IRVING, Texas — Late last week, Exeter Finance Corp. announced the completion of its first rated term securitization, issuing $200 million in notes backed by subprime auto installment receivables.

The company indicated the notes were purchased by qualified institutional buyers and accredited investors in a private placement offering pursuant to Rule 144A of the Securities Act.

Officials also mentioned the four note classes carried ratings ranging from AAA/AA through BB/BB from DBRS and Standard & Poor's, respectively. They said the weighted average coupon was 3.7 percent.

Exeter explained Wells Fargo Securities and Deutsche Bank Securities acted as lead managers, and Citigroup and Credit Suisse acted as co-managers.

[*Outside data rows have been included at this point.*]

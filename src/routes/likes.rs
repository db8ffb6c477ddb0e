use std::sync::Arc;

use axum::extract::{Path, Query, State};
use axum::routing::get;
use axum::{Json, Router};
use serde::{Deserialize, Serialize};
use tower_cookies::Cookies;
use validator::Validate;

use crate::middleware::error::{AppError, CtxResult};
use crate::middleware::mw_ctx::CtxState;
use crate::models::view::likes::ProjectLikesView;
use crate::services::like_service::LikeService;
use crate::utils::client_storage::cookie_client_storage::CookieClientStorage;
use crate::utils::validate_utils::validate_project_id;

const MAX_BATCH_IDS: usize = 100;

pub fn routes() -> Router<Arc<CtxState>> {
    Router::new()
        .route("/api/projects/likes", get(get_many_likes))
        .route(
            "/api/projects/:project_id/likes",
            get(get_likes).post(toggle_like),
        )
}

#[derive(Debug, Deserialize, Validate)]
pub struct ProjectIdInput {
    #[validate(custom(function = validate_project_id))]
    pub project_id: String,
}

#[derive(Debug, Deserialize)]
pub struct GetManyLikesQuery {
    pub ids: String,
}

#[derive(Debug, Serialize, Deserialize)]
pub struct ProjectLikesResponse {
    pub likes_count: u32,
    pub liked: bool,
}

fn checked_project_id(project_id: String) -> Result<String, AppError> {
    let input = ProjectIdInput { project_id };
    input.validate()?;
    Ok(input.project_id)
}

async fn get_likes(
    Path(project_id): Path<String>,
    State(ctx_state): State<Arc<CtxState>>,
    cookies: Cookies,
) -> CtxResult<Json<ProjectLikesResponse>> {
    let project_id = checked_project_id(project_id)?;
    let storage = CookieClientStorage::new(cookies, ctx_state.liked_cookie_max_age_days);
    let view = LikeService::new(&ctx_state.db.like_counters, &storage)
        .get_likes(&project_id)
        .await;

    Ok(Json(ProjectLikesResponse {
        likes_count: view.likes_count,
        liked: view.liked,
    }))
}

async fn toggle_like(
    Path(project_id): Path<String>,
    State(ctx_state): State<Arc<CtxState>>,
    cookies: Cookies,
) -> CtxResult<Json<ProjectLikesResponse>> {
    let project_id = checked_project_id(project_id)?;
    let storage = CookieClientStorage::new(cookies, ctx_state.liked_cookie_max_age_days);
    let toggle = LikeService::new(&ctx_state.db.like_counters, &storage)
        .toggle_like(&project_id)
        .await?;

    Ok(Json(ProjectLikesResponse {
        likes_count: toggle.new_count,
        liked: toggle.new_liked_state,
    }))
}

async fn get_many_likes(
    Query(query): Query<GetManyLikesQuery>,
    State(ctx_state): State<Arc<CtxState>>,
    cookies: Cookies,
) -> CtxResult<Json<Vec<ProjectLikesView>>> {
    let mut project_ids: Vec<String> = Vec::new();
    for id in query.ids.split(',').map(str::trim).filter(|id| !id.is_empty()) {
        let id = checked_project_id(id.to_string())?;
        if !project_ids.contains(&id) {
            project_ids.push(id);
        }
    }

    if project_ids.len() > MAX_BATCH_IDS {
        return Err(AppError::ValidationFail {
            description: format!("At most {MAX_BATCH_IDS} project ids per request"),
        }
        .into());
    }

    let storage = CookieClientStorage::new(cookies, ctx_state.liked_cookie_max_age_days);
    let views = LikeService::new(&ctx_state.db.like_counters, &storage)
        .get_likes_many(&project_ids)
        .await;

    Ok(Json(views))
}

Exeter insisted that it differentiates itself by using a decentralized underwriting process carried out at local branches and controlled through centralized credit policies and a custom scoring model.

Today, the company manages a portfolio of over $300 million.

"We're very pleased with the amount of interest we received on our inaugural transaction and look forward to becoming a regular issuer as we continue to build out our platform," Exeter chief executive officer Mark Floyd stated.

"Our banking partners did an outstanding job taking the Exeter story to the market, as evidenced by the level of participation we had in the transaction," Floyd continued.

With all notes included in this securitization having been sold, Floyd went on to say this announcement of their sale appears as a matter of record only.